Government policy can not be secret by nature and the so called secret Document turns out to be a not so secret directive on constituency building.

Uhhhh… has anyone read the directive because not keeping it a secret would be crazy stupid. On page 2 (and I hope someone translates this thing into English, and since it is not a secret I am sure no one in the Ethiopian government would mind it being distributed widely) it says (my lame translation):

Paragraph 2:

Ensuring the balance of political power in the Diaspora is won by ‘democratic forces’ and to have a powerful support group abroad requires pinpointing of current key problems.

Yes, it’s time to get jittery. Whenever the Ethiopian government refers to itself as “democratic forces”, ehhh, time to take cover.

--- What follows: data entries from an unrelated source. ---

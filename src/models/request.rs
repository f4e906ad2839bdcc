use chrono::NaiveDate;
use serde::{Deserialize, Serialize};

use super::item::DocumentItem;

/// Every document the engine can produce, one per endpoint payload.
#[derive(Debug, Clone, Copy, PartialEq, Eq, Serialize, Deserialize)]
#[serde(rename_all = "snake_case")]
pub enum DocumentKind {
    BudgetDeck,
    ScheduleDeck,
    ShoppingList,
    BudgetWorkbook,
    Proposal,
    ScheduleDocument,
    ProposalDocument,
    TechnicalSheet,
}

/// Renderer family a kind is dispatched to.
#[derive(Debug, Clone, Copy, PartialEq, Eq)]
pub enum RendererFamily {
    Slides,
    Spreadsheet,
    FixedPage,
    Flowing,
}

impl DocumentKind {
    pub fn family(self) -> RendererFamily {
        match self {
            DocumentKind::BudgetDeck | DocumentKind::ScheduleDeck => RendererFamily::Slides,
            DocumentKind::ShoppingList | DocumentKind::BudgetWorkbook => RendererFamily::Spreadsheet,
            DocumentKind::Proposal | DocumentKind::ScheduleDocument => RendererFamily::FixedPage,
            DocumentKind::ProposalDocument | DocumentKind::TechnicalSheet => RendererFamily::Flowing,
        }
    }

    /// Stem of the generated filename, combined with the client slug.
    pub fn filename_stem(self) -> &'static str {
        match self {
            DocumentKind::BudgetDeck => "budget-presentation",
            DocumentKind::ScheduleDeck => "delivery-schedule",
            DocumentKind::ShoppingList => "shopping-list",
            DocumentKind::BudgetWorkbook => "budget",
            DocumentKind::Proposal => "proposal",
            DocumentKind::ScheduleDocument => "delivery-schedule",
            DocumentKind::ProposalDocument => "proposal",
            DocumentKind::TechnicalSheet => "technical-sheet",
        }
    }

    pub fn extension(self) -> &'static str {
        match self.family() {
            RendererFamily::Slides => "pptx",
            RendererFamily::Spreadsheet => "xlsx",
            RendererFamily::FixedPage => "pdf",
            RendererFamily::Flowing => "docx",
        }
    }

    pub fn mime_type(self) -> &'static str {
        match self.family() {
            RendererFamily::Slides => {
                "application/vnd.openxmlformats-officedocument.presentationml.presentation"
            }
            RendererFamily::Spreadsheet => {
                "application/vnd.openxmlformats-officedocument.spreadsheetml.sheet"
            }
            RendererFamily::FixedPage => "application/pdf",
            RendererFamily::Flowing => {
                "application/vnd.openxmlformats-officedocument.wordprocessingml.document"
            }
        }
    }
}

/// Format-specific toggles. All optional in the payload.
#[derive(Debug, Clone, Copy, Serialize, Deserialize)]
#[serde(rename_all = "camelCase")]
pub struct RenderFlags {
    #[serde(default)]
    pub group_by_room: bool,
    #[serde(default = "default_true")]
    pub include_suppliers: bool,
    #[serde(default = "default_true")]
    pub include_prices: bool,
    #[serde(default = "default_true")]
    pub include_formulas: bool,
}

fn default_true() -> bool {
    true
}

impl Default for RenderFlags {
    fn default() -> Self {
        RenderFlags {
            group_by_room: false,
            include_suppliers: true,
            include_prices: true,
            include_formulas: true,
        }
    }
}

/// Named image sections carried by slide-deck requests.
#[derive(Debug, Clone, Copy, PartialEq, Eq, Hash, Serialize, Deserialize)]
#[serde(rename_all = "snake_case")]
pub enum SectionKind {
    Cover,
    Moodboard,
    FloorPlan,
    Renders,
}

impl SectionKind {
    pub fn title(self) -> &'static str {
        match self {
            SectionKind::Cover => "Cover",
            SectionKind::Moodboard => "Moodboard",
            SectionKind::FloorPlan => "Floor Plan",
            SectionKind::Renders => "Renders",
        }
    }
}

#[derive(Debug, Clone, Serialize, Deserialize)]
#[serde(rename_all = "camelCase")]
pub struct ImageSection {
    pub kind: SectionKind,
    #[serde(default)]
    pub images: Vec<String>,
}

/// Studio engagement tiers driving the delivery-schedule rule table.
#[derive(Debug, Clone, Copy, PartialEq, Eq, Hash, Serialize, Deserialize)]
#[serde(rename_all = "snake_case")]
pub enum ServiceType {
    Advisory,
    Express,
    FullProject,
    Turnkey,
}

impl ServiceType {
    pub fn label(self) -> &'static str {
        match self {
            ServiceType::Advisory => "Advisory",
            ServiceType::Express => "Express",
            ServiceType::FullProject => "Full Project",
            ServiceType::Turnkey => "Turnkey",
        }
    }
}

#[derive(Debug, Clone, Copy, PartialEq, Eq, Serialize, Deserialize)]
#[serde(rename_all = "snake_case")]
pub enum Modality {
    InPerson,
    Remote,
}

/// Inputs for delivery-schedule documents. Milestone dates are derived from
/// these, never taken from the payload.
#[derive(Debug, Clone, Serialize, Deserialize)]
#[serde(rename_all = "camelCase")]
pub struct ScheduleInput {
    pub service: ServiceType,
    pub start_date: NaiveDate,
    pub modality: Modality,
    #[serde(default = "default_room_count")]
    pub room_count: u32,
}

fn default_room_count() -> u32 {
    1
}

/// Top-level generation payload.
#[derive(Debug, Clone, Serialize, Deserialize)]
#[serde(rename_all = "camelCase")]
pub struct DocumentRequest {
    pub kind: DocumentKind,
    pub client_name: String,
    #[serde(default)]
    pub project_name: Option<String>,
    #[serde(default)]
    pub logo_url: Option<String>,
    #[serde(default)]
    pub flags: RenderFlags,
    #[serde(default)]
    pub items: Vec<DocumentItem>,
    #[serde(default)]
    pub sections: Vec<ImageSection>,
    #[serde(default)]
    pub schedule: Option<ScheduleInput>,
    #[serde(default)]
    pub notes: Option<String>,
}

impl DocumentRequest {
    /// Structural checks applied before any work is scheduled.
    pub fn validate(&self) -> Result<(), String> {
        if self.client_name.trim().is_empty() {
            return Err("client name must not be empty".into());
        }

        let mut seen = std::collections::HashSet::new();
        for item in &self.items {
            let fields = item.fields();
            if fields.position == 0 {
                return Err(format!("item '{}' has position 0, positions start at 1", fields.name));
            }
            if !seen.insert(fields.position) {
                return Err(format!("duplicate item position {}", fields.position));
            }
            if fields.name.trim().is_empty() {
                return Err(format!("item at position {} has an empty name", fields.position));
            }
            if let Some(q) = fields.quantity {
                if !q.is_finite() || q < 0.0 {
                    return Err(format!(
                        "item '{}' has invalid quantity {q}, must be a non-negative number",
                        fields.name
                    ));
                }
            }
            if let Some(p) = fields.unit_price {
                if !p.is_finite() || p < 0.0 {
                    return Err(format!(
                        "item '{}' has invalid unit price {p}, must be a non-negative number",
                        fields.name
                    ));
                }
            }
        }

        if matches!(self.kind, DocumentKind::ScheduleDeck | DocumentKind::ScheduleDocument)
            && self.schedule.is_none()
        {
            return Err("delivery-schedule documents require a schedule block".into());
        }

        Ok(())
    }

    pub fn project_title(&self) -> &str {
        match self.project_name.as_deref() {
            Some(p) if !p.trim().is_empty() => p,
            _ => "Interior Project",
        }
    }
}
fn summary_rows<'a>(
    groups: &[CategoryGroup],
    ledger: &'a [DetailPlan],
    flags: &RenderFlags,
) -> Vec<SummaryRow<'a>> {
    let mut rows: Vec<SummaryRow> = groups
        .iter()
        .zip(ledger)
        .map(|(group, plan)| SummaryRow {
            label: group.label.clone(),
            count: group.item_count,
            subtotal: group.subtotal,
            share: group.percentage / 100.0,
            source: Some(plan),
        })
        .collect();

    // Category summaries list the whole vocabulary; untouched categories
    // trail the active ones as zero rows in display order. Room summaries
    // only list rooms that actually occur.
    if !flags.group_by_room {
        let mut absent: Vec<Category> = Category::ALL
            .iter()
            .copied()
            .filter(|c| !groups.iter().any(|g| g.key == GroupKey::Category(*c)))
            .collect();
        absent.sort_by_key(|c| c.display_rank());
        for category in absent {
            rows.push(SummaryRow {
                label: category.label().to_string(),
                count: 0,
                subtotal: 0.0,
                share: 0.0,
                source: None,
            });
        }
    }
    rows
}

Paragraph 3 concedes no amount of government-provided “incentives” (Tqmoch) will fundamentally change the Diaspora’s political standing. So, you ask, why go through all of this? Because dissent can’t be allowed to exist willy-nilly next to “democratic forces”, that’s why! Have you not been paying attention?

Paragraph 4:

We believe that the main problem in the Diaspora remains people who are political extremists, and that there has not been a concerted effort to weaken their power.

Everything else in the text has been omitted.